Laboratory of Nutrition Research, National Nutrition and Food Technology Research Institute, Faculty of Nutrition Sciences and Food Technology, Shahid Beheshti University of Medical Sciences, Tehran, Iran.
Br J Nutr. 2022 Jun 28;127(12):1821-1838. doi: 10.1017/S0007114521002816. Epub 2021 Jul 26.
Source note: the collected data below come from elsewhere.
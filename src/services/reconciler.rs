use std::sync::Arc;

use chrono::{DateTime, Utc};
use sqlx::SqlitePool;
use tracing::{debug, info};

use crate::db::events;
use crate::error::AppError;
use crate::models::{
    Assignment, CalendarEvent, EventStatus, Milestone, SourceType, UpsertOutcome, parse_due_at,
};
use crate::services::require_id;
use crate::source::SourceRepository;

/// Maps one source fact (an assignment deadline or a milestone due date) to
/// exactly one calendar event.
pub struct EventReconciler {
    db: SqlitePool,
    source: Arc<dyn SourceRepository>,
}

impl EventReconciler {
    pub fn new(db: SqlitePool, source: Arc<dyn SourceRepository>) -> Self {
        Self { db, source }
    }

    pub fn source(&self) -> &Arc<dyn SourceRepository> {
        &self.source
    }

    /// Writes the event behind `(user_id, source_type, source_id)`. A new
    /// event starts out `upcoming`; an existing one keeps its stored status.
    pub async fn upsert_event(
        &self,
        user_id: &str,
        source_type: SourceType,
        source_id: &str,
        title: &str,
        start_at: DateTime<Utc>,
        all_day: bool,
    ) -> Result<(CalendarEvent, UpsertOutcome), AppError> {
        self.write_event(user_id, source_type, source_id, title, start_at, all_day, None)
            .await
    }

    #[allow(clippy::too_many_arguments)]
    async fn write_event(
        &self,
        user_id: &str,
        source_type: SourceType,
        source_id: &str,
        title: &str,
        start_at: DateTime<Utc>,
        all_day: bool,
        status: Option<EventStatus>,
    ) -> Result<(CalendarEvent, UpsertOutcome), AppError> {
        require_id("user_id", user_id)?;
        require_id("source_id", source_id)?;
        let title = title.trim();
        if title.is_empty() {
            return Err(AppError::validation("event title must not be empty"));
        }

        let write = || {
            events::upsert_event(
                &self.db,
                user_id,
                source_type,
                source_id,
                title,
                start_at,
                all_day,
                status,
            )
        };

        let (event, outcome) = match write().await.map_err(AppError::from_write) {
            // The key itself cannot conflict; this is a row-id collision,
            // which a second attempt with a fresh id settles.
            Err(AppError::Conflict(msg)) => {
                debug!("upsert conflict on {}:{} ({}), retrying", source_type.as_str(), source_id, msg);
                write().await.map_err(AppError::from_write)?
            }
            other => other?,
        };

        debug!(
            "reconciled {} event for {} -> {} ({:?})",
            source_type.as_str(),
            source_id,
            event.id,
            outcome
        );
        Ok((event, outcome))
    }

    pub async fn generate_assignment_deadline_event(
        &self,
        assignment_id: &str,
        user_id: &str,
    ) -> Result<Option<CalendarEvent>, AppError> {
        require_id("assignment_id", assignment_id)?;
        require_id("user_id", user_id)?;

        let assignment = self.source.get_owned_assignment(assignment_id, user_id).await?;
        Ok(self.reconcile_deadline(&assignment).await?.map(|(event, _)| event))
    }

    /// Events are returned in ascending milestone id order.
    pub async fn generate_milestone_events(
        &self,
        assignment_id: &str,
        user_id: &str,
    ) -> Result<Vec<CalendarEvent>, AppError> {
        require_id("assignment_id", assignment_id)?;
        require_id("user_id", user_id)?;

        let assignment = self.source.get_owned_assignment(assignment_id, user_id).await?;
        let mut milestones = self.source.list_milestones_by_assignment(&assignment.id).await?;
        milestones.sort_by(|a, b| a.id.cmp(&b.id));

        let mut generated = Vec::with_capacity(milestones.len());
        for milestone in &milestones {
            if let Some((event, _)) = self.reconcile_milestone(&assignment, milestone).await? {
                generated.push(event);
            }
        }
        Ok(generated)
    }

    /// Brings the deadline event of an already-resolved assignment up to date.
    /// `None` means the assignment has no due date; a leftover event from an
    /// earlier due date is removed.
    pub(crate) async fn reconcile_deadline(
        &self,
        assignment: &Assignment,
    ) -> Result<Option<(CalendarEvent, UpsertOutcome)>, AppError> {
        let Some(raw) = assignment.due_at.as_deref() else {
            self.remove_stale(&assignment.user_id, SourceType::AssignmentDeadline, &assignment.id)
                .await?;
            return Ok(None);
        };

        let due = parse_due_at(raw)?;
        let reconciled = self
            .write_event(
                &assignment.user_id,
                SourceType::AssignmentDeadline,
                &assignment.id,
                &assignment.title,
                due.start_at,
                due.all_day,
                Some(deadline_status(assignment)),
            )
            .await?;
        Ok(Some(reconciled))
    }

    pub(crate) async fn reconcile_milestone(
        &self,
        assignment: &Assignment,
        milestone: &Milestone,
    ) -> Result<Option<(CalendarEvent, UpsertOutcome)>, AppError> {
        let Some(raw) = milestone.due_at.as_deref() else {
            self.remove_stale(&assignment.user_id, SourceType::Milestone, &milestone.id)
                .await?;
            return Ok(None);
        };

        let due = parse_due_at(raw)?;
        let title = format!("{}: {}", assignment.title, milestone.title);
        let reconciled = self
            .write_event(
                &assignment.user_id,
                SourceType::Milestone,
                &milestone.id,
                &title,
                due.start_at,
                due.all_day,
                Some(milestone_status(milestone)),
            )
            .await?;
        Ok(Some(reconciled))
    }

    async fn remove_stale(
        &self,
        user_id: &str,
        source_type: SourceType,
        source_id: &str,
    ) -> Result<(), AppError> {
        if events::delete_event_by_source(&self.db, user_id, source_type, source_id).await? {
            info!(
                "removed {} event for {} after its due date was cleared",
                source_type.as_str(),
                source_id
            );
        }
        Ok(())
    }
}

/// The stored status a deadline event should carry: completed once the
/// assignment is fully done.
pub fn deadline_status(assignment: &Assignment) -> EventStatus {
    if assignment.progress_percent >= 100 {
        EventStatus::Completed
    } else {
        EventStatus::Upcoming
    }
}

pub fn milestone_status(milestone: &Milestone) -> EventStatus {
    if milestone.completed {
        EventStatus::Completed
    } else {
        EventStatus::Upcoming
    }
}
Improvement of vitamin D status of the general population has been a challenge for policymakers. We conducted a meta-analysis to evaluate whether vitamin D-fortified products can be a suitable solution for tackling vitamin D deficiency. Our secondary objective was to determine the effect of some variables including age, latitude and BMI on efficacy of this strategy. MEDLINE, PubMed, Embase, Cochrane Library and Google Scholar were searched and 231 studies were found in a preliminary search. After screening of titles and abstracts, 23 studies were selected. Pooled data comparing fortification with vitamin D +/- Ca with control showed statistically significant effect on total 25(OH)D concentrations (2002 participants, mean difference (MD): 25·4 nmol/l, (95 % CI 19·5, 31·3)). The subgroup analysis by duration of intervention (less than 12 weeks . more than 12 weeks) and type of vehicle (dairy product, juice, grain product, oil and combination of dairy and grain products), isoform of the vitamin (D. D) and dose of the fortificant (≥ 1000 IU/d . < 1000 IU/d) also indicated significant effect of fortification with vitamin D on serum 25(OH)D concentrations. In conclusion, the circulating 25(OH)D response to vitamin D-fortified food consumption is influenced by age, BMI and the baseline 25(OH)D concentrations. Notwithstanding, an average of 2 nmol/l increase in circulating 25(OH)D concentration for each 100 IU vitamin D intake per d is expected for general adult population. These findings can be informative for policymakers to tackle vitamin D deficiency through food fortification strategy.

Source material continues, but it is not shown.